Happy birthday, Pinocchio. It was on this date 77 years ago that Walt Disney introduced the little wooden boy; and, while more than a few critics continue to call Pinocchio
the greatest hand-drawn animated film in history, not many people remember that it was actually a box office bomb in the U.S. Most of its financial and critical success came from Europe, which was then in the throes of World War II. We have it on good authority that the tale of the puppet whose nose grew when he stretched the truth will not be screened at the White House today.
- Democrats held the floor of the U.S. Senate overnight and into this morning, giving an endless list of reasons not to approve Betsy DeVos as the next secretary of education. Sen. Elizabeth Warren (D-Mass.) led the charge, saying it was "difficult to imagine a worse choice to head the Department of Education. Betsy DeVos doesn't believe in public schools." That said, the vote on DeVos will occur at midday, in what is expected to be the narrowest approval of a cabinet nominee in U.S. history. All 48 Democrats and two Republicans in the chamber are expected to vote "nay" on DeVos, leaving it to Vice President Mike Pence to break the tie—a situation that has never occurred in the history of U.S. cabinet nominees.

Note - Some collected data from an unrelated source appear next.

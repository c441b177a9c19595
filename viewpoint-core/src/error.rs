//! Construction-time error type. Evaluation-time sentinels (pruned,
//! out-of-domain) are not errors — see [`crate::property::Eval`] — this type
//! is only for malformed inputs the caller should fix before solving.

use std::fmt;

#[derive(Debug, Clone, PartialEq)]
pub enum ViewpointError {
    /// A parameter vector was shorter than the domain variant requires.
    TooFewParameters { got: usize, need: usize },
    /// An aggregator's children/weights vectors had mismatched lengths.
    WeightCountMismatch { weights: usize, children: usize },
    /// All of an aggregator's weights were zero or negative; normalization
    /// is undefined.
    NonPositiveWeights,
    /// A satisfaction spline was malformed.
    Spline(viewpoint_math::SatSplineError),
}

impl fmt::Display for ViewpointError {
    fn fmt(&self, f: &mut fmt::Formatter<'_>) -> fmt::Result {
        match self {
            ViewpointError::TooFewParameters { got, need } => {
                write!(f, "camera parameter vector has {got} components, need at least {need}")
            }
            ViewpointError::WeightCountMismatch { weights, children } => {
                write!(f, "{weights} weights given for {children} child properties")
            }
            ViewpointError::NonPositiveWeights => {
                write!(f, "aggregation weights must sum to a positive value")
            }
            ViewpointError::Spline(e) => write!(f, "{e}"),
        }
    }
}

impl std::error::Error for ViewpointError {}

impl From<viewpoint_math::SatSplineError> for ViewpointError {
    fn from(e: viewpoint_math::SatSplineError) -> Self {
        ViewpointError::Spline(e)
    }
}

- Another showdown is looming on the West Coast, where the 9th Circuit Court of Appeals will hear oral arguments today from President Donald Trump's Justice Department on why his travel ban on Muslim-majority nations should be reinstated. Trump's executive order was listed by a federal judge in Seattle, triggering the White House to move up the judicial ladder to the 9th Circuit. If Trump still doesn't get his way at the 9th Circuit, it almost certainly sets the stage for an historic fight in front of the U.S. Supreme Court.
- The vote is more than a month away, but the Boise City Council today is expected to offer its full support of a $172.5 million bond that the Boise School District plans to put before voters on Tuesday, March 14. The measure would fund improvements or replacements at all 48 of the district's schools. If approved, the bond would pay for the construction of six replacement schools on their current sites, plus a new school for the city's Harris Ranch neighborhood. The school district insists the bond will not increase the current property tax rate. Truth be told, the bond would replace previously approved bonds that are due to expire. A resolution of support will be put before the City Council when it meets Tuesday evening.
- The Idaho Transportation Department is promising to resurface the pothole-ravaged stretch of Interstate 84 from Nampa to Caldwell this summer. In its announcement, ITD said the project has to be accelerated because of harsh winter weather. The majority of the work should take place over the course of four weekends this summer.
- More than a year after the armed militia occupation of the Malheur National Wildlife Refuge in eastern Oregon, two Idahoans who took part in the takeover pleaded guilty Monday to a federal charge of trespassing, a misdemeanor. Sean and Sandy Anderson, of Riggins, made the plea in exchange for the government dropping its other charges—including felonies. They were ordered by pay $1,000 in restitution to the U.S. Fish and Wildlife Service and will serve one year of probation.